**TO DO:** Which lines of the data contain the string "missing"? Copy every one of them.

Collected data:
============
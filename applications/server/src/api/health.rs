/// Health check API routes
use axum::Json;
use serde::Serialize;

#[derive(Debug, Serialize)]
pub struct HealthResponse {
    pub status: String,
    pub version: String,
}

/// GET /api/v1/health - Health check endpoint
pub async fn health() -> Json<HealthResponse> {
    Json(HealthResponse {
        status: "ok".to_string(),
        version: env!("CARGO_PKG_VERSION").to_string(),
    })
}
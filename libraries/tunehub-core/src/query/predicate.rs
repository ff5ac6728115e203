/// Filter predicates
use crate::error::{Result, TuneError};
use crate::query::value::ScalarValue;

/// Ordering comparison accepted in `field[op]=value` parameters
#[derive(Debug, Clone, Copy, PartialEq, Eq)]
pub enum CompareOp {
    Gt,
    Gte,
    Lt,
    Lte,
}

impl CompareOp {
    /// Parse the keyword found between brackets
    pub fn from_keyword(keyword: &str) -> Result<Self> {
        match keyword {
            "gt" => Ok(Self::Gt),
            "gte" => Ok(Self::Gte),
            "lt" => Ok(Self::Lt),
            "lte" => Ok(Self::Lte),
            other => Err(TuneError::invalid_query(format!(
                "Unsupported filter operator '{other}' (expected gt, gte, lt or lte)"
            ))),
        }
    }

    pub fn keyword(self) -> &'static str {
        match self {
            Self::Gt => "gt",
            Self::Gte => "gte",
            Self::Lt => "lt",
            Self::Lte => "lte",
        }
    }

    pub fn sql_operator(self) -> &'static str {
        match self {
            Self::Gt => ">",
            Self::Gte => ">=",
            Self::Lt => "<",
            Self::Lte => "<=",
        }
    }
}

/// Condition a single field must satisfy
#[derive(Debug, Clone, PartialEq)]
pub enum Predicate {
    Equals(ScalarValue),
    Compare(CompareOp, ScalarValue),
}

impl Predicate {
    pub fn equals(value: impl Into<ScalarValue>) -> Self {
        Self::Equals(value.into())
    }

    pub fn compare(op: CompareOp, value: impl Into<ScalarValue>) -> Self {
        Self::Compare(op, value.into())
    }

    pub fn value(&self) -> &ScalarValue {
        match self {
            Self::Equals(v) | Self::Compare(_, v) => v,
        }
    }
}
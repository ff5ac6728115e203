//! Song queries

use crate::{albums, artists};
use sqlx::sqlite::SqliteRow;
use sqlx::{Row, SqliteConnection, SqlitePool};
use tunehub_core::{error::Result, types::*, TuneError};

fn from_row(row: &SqliteRow) -> Result<Song> {
    let artist_ids: String = row.try_get("artist_ids")?;
    Ok(Song {
        id: row.try_get("id")?,
        name: row.try_get("name")?,
        genre: row.try_get("genre")?,
        language: row.try_get("language")?,
        album_id: row.try_get("album_id")?,
        artist_ids: serde_json::from_str(&artist_ids)?,
        rating: row.try_get("rating")?,
        cover_image_url: row.try_get("cover_image_url")?,
        song_url: row.try_get("song_url")?,
        lyrics_url: row.try_get("lyrics_url")?,
        released_at: row.try_get("released_at")?,
        created_at: row.try_get("created_at")?,
    })
}

/// Insert a validated song after checking its album and artists exist
pub async fn create(pool: &SqlitePool, song: &Song) -> Result<()> {
    if let Some(album_id) = &song.album_id {
        if !albums::exists(pool, album_id).await? {
            return Err(TuneError::validation(format!(
                "No album found with id {album_id}"
            )));
        }
    }

    let missing = artists::missing(pool, &song.artist_ids).await?;
    if let Some(first) = missing.first() {
        return Err(TuneError::validation(format!(
            "No artist found with id {first}"
        )));
    }

    sqlx::query(
        r#"
        INSERT INTO songs (
            id, name, genre, language, album_id, artist_ids, rating,
            cover_image_url, song_url, lyrics_url, released_at, created_at
        )
        VALUES (?, ?, ?, ?, ?, ?, ?, ?, ?, ?, ?, ?)
        "#,
    )
    .bind(&song.id)
    .bind(&song.name)
    .bind(&song.genre)
    .bind(&song.language)
    .bind(&song.album_id)
    .bind(serde_json::to_string(&song.artist_ids)?)
    .bind(song.rating)
    .bind(&song.cover_image_url)
    .bind(&song.song_url)
    .bind(&song.lyrics_url)
    .bind(&song.released_at)
    .bind(&song.created_at)
    .execute(pool)
    .await?;

    Ok(())
}

pub async fn get_by_id(pool: &SqlitePool, id: &SongId) -> Result<Option<Song>> {
    let row = sqlx::query(
        r#"
        SELECT id, name, genre, language, album_id, artist_ids, rating,
               cover_image_url, song_url, lyrics_url, released_at, created_at
        FROM songs
        WHERE id = ?
        "#,
    )
    .bind(id)
    .fetch_optional(pool)
    .await?;

    row.as_ref().map(from_row).transpose()
}

/// Ids from `ids` that have no song record
pub async fn missing(conn: &mut SqliteConnection, ids: &[SongId]) -> Result<Vec<SongId>> {
    let mut missing = Vec::new();
    for id in ids {
        let found: Option<i64> = sqlx::query_scalar("SELECT 1 FROM songs WHERE id = ?")
            .bind(id)
            .fetch_optional(&mut *conn)
            .await?;
        if found.is_none() {
            missing.push(id.clone());
        }
    }
    Ok(missing)
}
============
**WRITTEN ANSWER:**
    let missing = artists::missing(pool, &song.artist_ids).await?;
    if let Some(first) = missing.first() {
pub async fn missing(conn: &mut SqliteConnection, ids: &[SongId]) -> Result<Vec<SongId>> {
    let mut missing = Vec::new();
            missing.push(id.clone());
    Ok(missing)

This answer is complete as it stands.